Ma in Italia non pensa che ci sia troppa distanza fra arte contemporanea e arte del passato?
«Questo è un difetto politico non culturale. L’arte è una unicità, appartiene a un unico disegno. Siamo occidentali da oltre tremila anni, non c’è barriera, tutto è sincronico e la contemporaneità è parte del tutto. Queste divisioni o catalogazioni sono un alibi. Prima c’era l’alibi della sperimentazione. Anche qui: mai capito che significhi questa parola. In questo senso mi sento un conservatore. È un termine che va bene per la chimica, ma non c’entra niente con l’arte. Altro che esperimento, c’è bisogno di assoluta certezza per poter cantare il nuovo. Un quadro come "Les demoiselles d’Avignon" è la certezza di un rivoluzionario. Dire che Picasso ha fatto un esperimento significa non ricoscere la sua genialità».

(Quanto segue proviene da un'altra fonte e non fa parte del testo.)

//! Session configuration.
//!
//! The two engine backends ship with different presets: the persistent instance uses the
//! `_0` naming convention and floors states at zero, the one-shot engine uses `_start`
//! and keeps raw values.

use std::path::Path;

use derive_builder::Builder;
use serde::{Deserialize, Serialize};

use crate::{
    engine::{options::SimulateOptions, traits::Backend},
    io::IOError,
};

use super::{naming::InitialValueMarker, state::ClampPolicy};

/// Configuration of an exploration session
///
/// # Examples
///
/// ```
/// use fmu_explore::prelude::*;
///
/// let config = SessionConfigBuilder::default()
///     .horizon(24.0)
///     .options(SimulateOptions::fast())
///     .build()
///     .unwrap();
/// assert_eq!(config.marker, InitialValueMarker::Start);
/// ```
#[derive(Debug, Clone, Builder, Serialize, Deserialize, PartialEq)]
#[serde(default)]
pub struct SessionConfig {
    /// Default simulation horizon in hours
    #[builder(default = "12.0")]
    pub horizon: f64,
    #[builder(default)]
    pub options: SimulateOptions,
    /// Engine created by [`Session::for_unit`](crate::session::Session::for_unit)
    #[builder(default)]
    pub backend: Backend,
    /// Naming convention of initial values
    #[builder(default)]
    pub marker: InitialValueMarker,
    /// Applied to states read back after a run
    #[builder(default)]
    pub clamp: ClampPolicy,
}

impl Default for SessionConfig {
    fn default() -> Self {
        Self::for_backend(Backend::default())
    }
}

impl SessionConfig {
    /// Preset for a backend.
    pub fn for_backend(backend: Backend) -> Self {
        let (marker, clamp) = match backend {
            Backend::Instance => (InitialValueMarker::Zero, ClampPolicy::NonNegative),
            Backend::OneShot => (InitialValueMarker::Start, ClampPolicy::None),
        };

        Self {
            horizon: 12.0,
            options: SimulateOptions::standard(),
            backend,
            marker,
            clamp,
        }
    }

    /// Reads a configuration from a JSON file. Missing fields take their defaults.
    ///
    /// # Errors
    ///
    /// * The file cannot be opened (`IOError::FileNotFound`)
    /// * The contents are not a valid configuration (`IOError::JsonParseError`)
    pub fn from_json(path: impl AsRef<Path>) -> Result<Self, IOError> {
        let file = std::fs::File::open(path).map_err(IOError::FileNotFound)?;
        serde_json::from_reader(file).map_err(IOError::JsonParseError)
    }
}

#[cfg(test)]
mod tests {
    use std::io::Write;

    use super::*;

    #[test]
    fn test_presets() {
        let instance = SessionConfig::for_backend(Backend::Instance);
        assert_eq!(instance.marker, InitialValueMarker::Zero);
        assert_eq!(instance.clamp, ClampPolicy::NonNegative);

        let oneshot = SessionConfig::for_backend(Backend::OneShot);
        assert_eq!(oneshot.marker, InitialValueMarker::Start);
        assert_eq!(oneshot.clamp, ClampPolicy::None);
        assert_eq!(oneshot.horizon, 12.0);
    }

    #[test]
    fn test_from_json_fills_defaults() {
        let mut file = tempfile::NamedTempFile::new().unwrap();
        write!(file, r#"{{"horizon": 6.0, "options": {{"ncp": 100, "substeps": 2, "solver": "RK5"}}}}"#).unwrap();

        let config = SessionConfig::from_json(file.path()).unwrap();
        assert_eq!(config.horizon, 6.0);
        assert_eq!(config.options.ncp, 100);
        assert_eq!(config.marker, InitialValueMarker::Start);
    }
}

Eppure intorno al "Caso" nel corso del Novecento si son costruite intere poetiche.
«Ma cosa c’entra il caso con l’esperimento? Sposare il caso è gesto di enorme intensità poetica ma sperimentare equivale a dire che l’artista non ha colpa. Invece l’artista è sempre responsabile e quindi colpevole. Non mette due cose insieme e se poi non funzionano... pazienza. Nessun vero poeta scrive per vedere l’effetto che fa. Dobbiamo ricominciare a dare un peso alle parole».

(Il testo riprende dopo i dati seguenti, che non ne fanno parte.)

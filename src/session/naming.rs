//! Initial-value naming convention and the state-path rewrite rules.
//!
//! Every continuous state of a unit has a companion parameter holding its value at the
//! start of a run. Depending on the tool that generated the unit, the companion is
//! marked with `_0` or `_start`. Continuation runs seed the next run by writing the last
//! state values into these companions, so a state path has to be rewritten into its
//! initial-value path.
//!
//! The rewrite is a small table of rules, tried in order:
//!
//! | shape of the state path          | initial-value path          |
//! |----------------------------------|-----------------------------|
//! | `owner.<pid>.I.y`                | `owner.I<marker>`           |
//! | `owner.<pid>.D.x`                | `owner.D<marker>`           |
//! | `base[n]` with 1 to 3 digits     | `base<marker>[n]`           |
//! | any other trailing `]`           | unsupported                 |
//! | anything else                    | `path<marker>`              |

use std::fmt;

use lazy_static::lazy_static;
use regex::{Captures, Regex};
use serde::{Deserialize, Serialize};

use super::error::ExploreError;

/// Marker distinguishing a state's initial value from the state itself.
#[derive(Debug, Clone, Copy, PartialEq, Eq, Default, Serialize, Deserialize)]
pub enum InitialValueMarker {
    /// `_start`, used by units generated with recent tool versions
    #[default]
    Start,
    /// `_0`, the older convention
    Zero,
}

impl InitialValueMarker {
    /// The suffix as it appears in parameter names, `_start` or `_0`.
    pub fn as_str(&self) -> &'static str {
        match self {
            InitialValueMarker::Start => "_start",
            InitialValueMarker::Zero => "_0",
        }
    }

    /// Whether a parameter name follows this convention.
    pub fn marks(&self, name: &str) -> bool {
        name.contains(self.as_str())
    }
}

impl fmt::Display for InitialValueMarker {
    fn fmt(&self, f: &mut fmt::Formatter<'_>) -> fmt::Result {
        write!(f, "{}", self.as_str())
    }
}

/// Outcome of a single rule.
enum Rewrite {
    /// The initial-value path
    Path(String),
    Unsupported,
}

/// One row of the rewrite table.
struct InitialValueRule {
    name: &'static str,
    pattern: &'static Regex,
    rewrite: fn(&Captures, &str) -> Rewrite,
}

lazy_static! {
    static ref INTEGRATOR_OUTPUT: Regex =
        Regex::new(r"^(?P<owner>(?:.*\.)?)[^.\[\]]+\.I\.y$").expect("valid pattern");
    static ref DERIVATIVE_STATE: Regex =
        Regex::new(r"^(?P<owner>(?:.*\.)?)[^.\[\]]+\.D\.x$").expect("valid pattern");
    static ref SHORT_INDEX: Regex =
        Regex::new(r"^(?P<base>.+?)(?P<index>\[\d{1,3}\])$").expect("valid pattern");
    static ref OTHER_INDEX: Regex = Regex::new(r"\]$").expect("valid pattern");
    static ref PLAIN: Regex = Regex::new(r"^(?P<path>.+)$").expect("valid pattern");
    static ref RULES: Vec<InitialValueRule> = vec![
        InitialValueRule {
            name: "integrator output",
            pattern: &*INTEGRATOR_OUTPUT,
            rewrite: |caps, marker| Rewrite::Path(format!("{}I{marker}", &caps["owner"])),
        },
        InitialValueRule {
            name: "derivative block state",
            pattern: &*DERIVATIVE_STATE,
            rewrite: |caps, marker| Rewrite::Path(format!("{}D{marker}", &caps["owner"])),
        },
        InitialValueRule {
            name: "array element",
            pattern: &*SHORT_INDEX,
            rewrite: |caps, marker| {
                Rewrite::Path(format!("{}{marker}{}", &caps["base"], &caps["index"]))
            },
        },
        InitialValueRule {
            name: "wide array element",
            pattern: &*OTHER_INDEX,
            rewrite: |_, _| Rewrite::Unsupported,
        },
        InitialValueRule {
            name: "plain",
            pattern: &*PLAIN,
            rewrite: |caps, marker| Rewrite::Path(format!("{}{marker}", &caps["path"])),
        },
    ];
}

/// Derives the initial-value path of a state path.
///
/// # Arguments
///
/// * `state` - Path of a continuous state, e.g. `bioreactor.m[2]`
/// * `marker` - Naming convention of the unit
///
/// # Returns
///
/// The path of the parameter holding the state's value at the start of a run.
///
/// # Errors
///
/// Returns [`ExploreError::UnsupportedIndexWidth`] for array indices wider than three
/// digits or multi-dimensional indices.
///
/// # Examples
///
/// ```
/// use fmu_explore::prelude::*;
///
/// let path = initial_value_path("bioreactor.m[2]", InitialValueMarker::Start).unwrap();
/// assert_eq!(path, "bioreactor.m_start[2]");
///
/// let path = initial_value_path("bioreactor.V", InitialValueMarker::Zero).unwrap();
/// assert_eq!(path, "bioreactor.V_0");
///
/// assert!(initial_value_path("x[1000]", InitialValueMarker::Start).is_err());
/// ```
pub fn initial_value_path(
    state: &str,
    marker: InitialValueMarker,
) -> Result<String, ExploreError> {
    for rule in RULES.iter() {
        if let Some(caps) = rule.pattern.captures(state) {
            log::trace!("rule '{}' matched state '{}'", rule.name, state);
            return match (rule.rewrite)(&caps, marker.as_str()) {
                Rewrite::Path(path) => Ok(path),
                Rewrite::Unsupported => Err(ExploreError::UnsupportedIndexWidth(state.to_string())),
            };
        }
    }

    Err(ExploreError::UnsupportedIndexWidth(state.to_string()))
}

#[cfg(test)]
mod tests {
    use super::*;

    #[test]
    fn test_integrator_output_rule() {
        let path = initial_value_path("PIDreg.limPID.I.y", InitialValueMarker::Start).unwrap();
        assert_eq!(path, "PIDreg.I_start");

        let path = initial_value_path("a.b.PIDreg.limPID.I.y", InitialValueMarker::Zero).unwrap();
        assert_eq!(path, "a.b.PIDreg.I_0");
    }

    #[test]
    fn test_integrator_output_without_owner() {
        let path = initial_value_path("limPID.I.y", InitialValueMarker::Start).unwrap();
        assert_eq!(path, "I_start");
    }

    #[test]
    fn test_derivative_state_rule() {
        let path = initial_value_path("PIDreg.limPID.D.x", InitialValueMarker::Start).unwrap();
        assert_eq!(path, "PIDreg.D_start");
    }

    #[test]
    fn test_array_index_rule() {
        let cases = [
            ("bioreactor.m[1]", "bioreactor.m_start[1]"),
            ("bioreactor.m[12]", "bioreactor.m_start[12]"),
            ("bioreactor.m[999]", "bioreactor.m_start[999]"),
        ];
        for (state, expected) in cases {
            let path = initial_value_path(state, InitialValueMarker::Start).unwrap();
            assert_eq!(path, expected, "Case {state}");
        }

        let path = initial_value_path("bioreactor.m[3]", InitialValueMarker::Zero).unwrap();
        assert_eq!(path, "bioreactor.m_0[3]");
    }

    #[test]
    fn test_wide_index_unsupported() {
        for state in ["x[1000]", "x[1,2]", "x[]"] {
            let result = initial_value_path(state, InitialValueMarker::Start);
            assert!(
                matches!(result, Err(ExploreError::UnsupportedIndexWidth(_))),
                "Case {state} should fail"
            );
        }
    }

    #[test]
    fn test_plain_rule() {
        let path = initial_value_path("bioreactor.V", InitialValueMarker::Start).unwrap();
        assert_eq!(path, "bioreactor.V_start");

        let path = initial_value_path("bioreactor.V", InitialValueMarker::Zero).unwrap();
        assert_eq!(path, "bioreactor.V_0");
    }

    #[test]
    fn test_integrator_rule_ignores_plain_y() {
        // only the `.I.y` shape is an integrator output
        let path = initial_value_path("sensor.y", InitialValueMarker::Start).unwrap();
        assert_eq!(path, "sensor.y_start");
    }

    #[test]
    fn test_marker_matches_names() {
        assert!(InitialValueMarker::Start.marks("VX_start"));
        assert!(!InitialValueMarker::Start.marks("mum"));
        assert!(InitialValueMarker::Zero.marks("V_0"));
    }
}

Curatore, globalizzazione, arte sperimentale. Non le piace il nuovo linguaggio intorno all’arte.
«Per forza non mi piace. Sembra di essere finiti in una società miracolistica».
Ma che differenza c’è fra il critico o direttore di ieri e il curatore di oggi?
«Il curatore oggi si bagna nella piscina del pragmatismo, mentre il critico di allora era un idealista come noi. Il declino dell’idealismo comincia negli anni Ottanta con le logiche del mercato e la morte del grande borghese collezionista. In fondo quando la borghesia perde la sua centralità economica e culturale il mercato dell’arte ha cominciato a cambiare verso derive sempre più speculative. Fiere, case d’aste, trecento biennali e quel che è più grave la fine di una unicità critica. Per uscire da questa situazione bisognerebbe smettere di contare e ricominciare a vedere».
Lei è pessimista?
« Assolutamente no. Sono ottimista. Se vai a Capodimonte e vedi Tiziano o la "Crocifissione" di Masaccio non puoi non essere ottimista. Quello presente è solo un momento maldestro. Passerà».